To hopefully improve upon previous models, Moses and colleagues have combined the Kras mutation with a “knock out” of the type II TGF beta receptor (TGFBR2), a component of a signaling pathway that inhibits cell growth. Loss of TGF beta signaling could remove the molecular “checks and balances” on cell growth, allowing unrestrained cell proliferation and tumor formation.
The researchers used a genetic manipulation that allowed them to control these genetic changes in pancreatic cells only.
The resulting tumors were localized to the pancreas, with no extraneous tumor formation in other tissues — a problem that has complicated previous models.
“Our model is more aggressive in terms of survival time,” said Hideaki Ijichi, M.D., Ph.D., research fellow and lead author on the study. The mice survive approximately two months, reflecting the aggressiveness of human pancreatic tumors.
Also, the microscopic appearance of tumors in the new model more closely resembles that of human tumors.
“Combining the Kras mutation with the TGFBR2 knock-out resulted in 100 percent penetrance in developing tumors that histologically and clinically looks very much like human disease,” said Moses.
“A certain percentage (of the previous models) have a sarcomatoid histology, which is very rare in humans,” Ijichi said. “Our model has almost no sarcomatoid histology.”
Ijichi and Moses are planning to use the new model to test targeted drug therapies and identify possible screening methods that could be used for early detection of pancreatic cancer — something that is sorely lacking for humans.
Progress is indeed picking up in the field. Publishing in the same issue of the journal, a research group from Harvard University reports the development of another pancreatic cancer mouse model. Ronald DePinho, M.D., and colleagues combined the same Kras mutation with a “knockout” of a downstream component of the TGF beta pathway, called Smad4.
While the Smad4 mutations are more commonly found in humans than mutations in the TGFBR2, the mice developed by DePinho and colleagues did not show the PDAC histology observed in Moses' mice.
Just why a mutation that is more common clinically would induce tumors that are unlike human cancers is unclear, Moses said.

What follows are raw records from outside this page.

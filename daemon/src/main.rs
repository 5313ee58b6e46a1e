use std::path::Path;
use std::time::Duration;

use tokio::sync::mpsc;
use tokio::time::{interval, Instant, MissedTickBehavior};
use tracing::{error, info, warn};
use tracing_subscriber::EnvFilter;

use quest_sim_daemon::catalog::{self, HttpCatalog, LoadedCatalog};
use quest_sim_daemon::clock::SimClock;
use quest_sim_daemon::command::{self, Command, HELP};
use quest_sim_daemon::config;
use quest_sim_daemon::dashboard::Dashboard;
use quest_sim_daemon::event::DashboardEvent;
use quest_sim_daemon::notifier::{LogNotifier, ToastQueue};
use quest_sim_daemon::paths;
use quest_sim_daemon::render::{Renderer, TextRenderer};
use quest_sim_daemon::status::{self, DashboardStatus};

const TICK_INTERVAL_MS: u64 = 100;

type AppDashboard = Dashboard<(ToastQueue, LogNotifier)>;

#[tokio::main]
async fn main() {
    init_logging();

    // ── App data directory ────────────────────────────────────────────────────
    let app_dir = paths::app_data_dir();
    if let Err(e) = std::fs::create_dir_all(&app_dir) {
        error!("Failed to create app data directory {}: {e}", app_dir.display());
        std::process::exit(1);
    }

    // ── Configuration ─────────────────────────────────────────────────────────
    let config_path = paths::config_file_path();
    let config = config::load_or_default(&config_path).unwrap_or_else(|e| {
        error!("[config] Error (using defaults): {e:#}");
        config::Config::default()
    });

    // ── Catalog ───────────────────────────────────────────────────────────────
    let loaded = match HttpCatalog::new(&config.catalog) {
        Ok(provider) => catalog::load(&provider).await,
        Err(e) => {
            warn!("[catalog] {e:#}; using sample games");
            LoadedCatalog::fallback()
        }
    };

    let notifier = (
        ToastQueue::new(config.timing.notification_ttl()),
        LogNotifier,
    );
    let mut dashboard = Dashboard::new(
        loaded,
        config.timing.clone(),
        &config.search,
        notifier,
        SimClock::starting_now(),
    );
    let renderer = TextRenderer;

    let status_path = paths::status_file_path();
    write_status(&status_path, &dashboard);

    let (event_tx, mut event_rx) = mpsc::channel::<DashboardEvent>(32);

    // ── Background tasks ──────────────────────────────────────────────────────
    tokio::spawn(config::watch_config(config_path, event_tx.clone()));
    {
        // Stdin reads cannot be cancelled, so they get their own thread
        // instead of a runtime task that would hold up shutdown.
        let tx = event_tx.clone();
        std::thread::spawn(move || command::forward_commands(std::io::stdin().lock(), &tx));
    }
    tokio::spawn(tick(event_tx.clone()));

    // Graceful shutdown on Ctrl+C.
    {
        let tx = event_tx.clone();
        tokio::spawn(async move {
            if tokio::signal::ctrl_c().await.is_ok() {
                let _ = tx.send(DashboardEvent::Shutdown).await;
            }
        });
    }

    info!(
        "quest-sim-daemon v{} started ({} games in catalog)",
        env!("CARGO_PKG_VERSION"),
        dashboard.catalog_len()
    );
    println!("{HELP}");
    print_dashboard(&renderer, &dashboard);

    // ── Event loop ────────────────────────────────────────────────────────────
    let mut last_tick = Instant::now();
    let mut draining = false;

    while let Some(evt) = event_rx.recv().await {
        match evt {
            DashboardEvent::Tick => {
                let now = Instant::now();
                let applied = dashboard.advance(now.duration_since(last_tick));
                last_tick = now;
                if applied > 0 {
                    print_dashboard(&renderer, &dashboard);
                    write_status(&status_path, &dashboard);
                }
                if draining && dashboard.pending_transitions() == 0 {
                    info!("Input closed and all transitions settled");
                    break;
                }
            }

            DashboardEvent::Command(Command::Quit) | DashboardEvent::Shutdown => {
                info!("Shutting down");
                break;
            }

            DashboardEvent::Command(command) => {
                if handle_command(&mut dashboard, &renderer, command) {
                    write_status(&status_path, &dashboard);
                }
            }

            DashboardEvent::ConfigReloaded(new_config) => {
                info!("[config] Reloaded; new delays and toast lifetime apply to later requests");
                dashboard
                    .notifier_mut()
                    .0
                    .set_ttl(new_config.timing.notification_ttl());
                dashboard.set_search_limit(&new_config.search);
                dashboard.set_timing(new_config.timing);
            }

            DashboardEvent::InputClosed => {
                draining = true;
            }
        }
    }

    write_status(&status_path, &dashboard);
}

fn init_logging() {
    let filter = EnvFilter::try_from_default_env().unwrap_or_else(|_| EnvFilter::new("info"));
    tracing_subscriber::fmt()
        .with_env_filter(filter)
        .with_writer(std::io::stderr)
        .init();
}

/// Applies one command. Returns `true` when the command may have changed
/// state that the status file mirrors.
///
/// Rejected requests have already surfaced through the notifier.
fn handle_command(dashboard: &mut AppDashboard, renderer: &TextRenderer, command: Command) -> bool {
    let changed = match command {
        Command::Search(query) => {
            let panel = dashboard.search(&query);
            print!("{}", renderer.search_panel(&panel));
            return false;
        }
        Command::List => {
            print_dashboard(renderer, dashboard);
            return false;
        }
        Command::Stats => {
            print!("{}", renderer.stats(&dashboard.stats()));
            return false;
        }
        Command::Help => {
            println!("{HELP}");
            return false;
        }
        Command::Add(id) => dashboard.add_game(&id).is_ok(),
        Command::Remove(uid) => dashboard.remove_game(&uid).is_ok(),
        Command::Select(uid) => dashboard.select_game(&uid).is_ok(),
        Command::Install { uid, executable } => {
            dashboard.install_executable(&uid, &executable).is_ok()
        }
        Command::Run { uid, executable } => dashboard.run_executable(&uid, &executable).is_ok(),
        Command::Stop { uid, executable } => dashboard.stop_executable(&uid, &executable).is_ok(),
        Command::ToggleRpc(uid) => dashboard.toggle_rpc(&uid).is_ok(),
        Command::Quit => false,
    };
    if changed {
        print_dashboard(renderer, dashboard);
    }
    changed
}

fn print_dashboard(renderer: &TextRenderer, dashboard: &AppDashboard) {
    let toasts: Vec<_> = dashboard.notifier().0.live().collect();
    println!("────────────────────────────────────────");
    print!("{}", renderer.stats(&dashboard.stats()));
    print!("{}", renderer.game_list(&dashboard.game_cards()));
    print!("{}", renderer.action_panel(&dashboard.action_panel()));
    print!("{}", renderer.toasts(&toasts));
}

fn write_status(path: &Path, dashboard: &AppDashboard) {
    let status = DashboardStatus::from_state(dashboard.state(), dashboard.catalog_source());
    status::write_status(path, &status);
}

async fn tick(tx: mpsc::Sender<DashboardEvent>) {
    let mut ticker = interval(Duration::from_millis(TICK_INTERVAL_MS));
    ticker.set_missed_tick_behavior(MissedTickBehavior::Delay);
    loop {
        ticker.tick().await;
        if tx.send(DashboardEvent::Tick).await.is_err() {
            break;
        }
    }
}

“We really want to know the underlying mechanism of pancreatic carcinogenesis,” said Ijichi. And these new animal models now provide researchers with two additional tools with which to investigate this problem.
Other Vanderbilt authors include Anna Chytil, Agnieszka Gorska, Mary Aakre, Yoshio Fujitani, M.D., Ph.D., Shuko Fujitani, M.D., and Christopher V. E. Wright, D. Phil. The research was supported by the National Institutes of Health, the T. J. Martell Foundation and the Uehara Memorial Foundation.
Moses is the Hortense B. Ingram Professor of Molecular Oncology.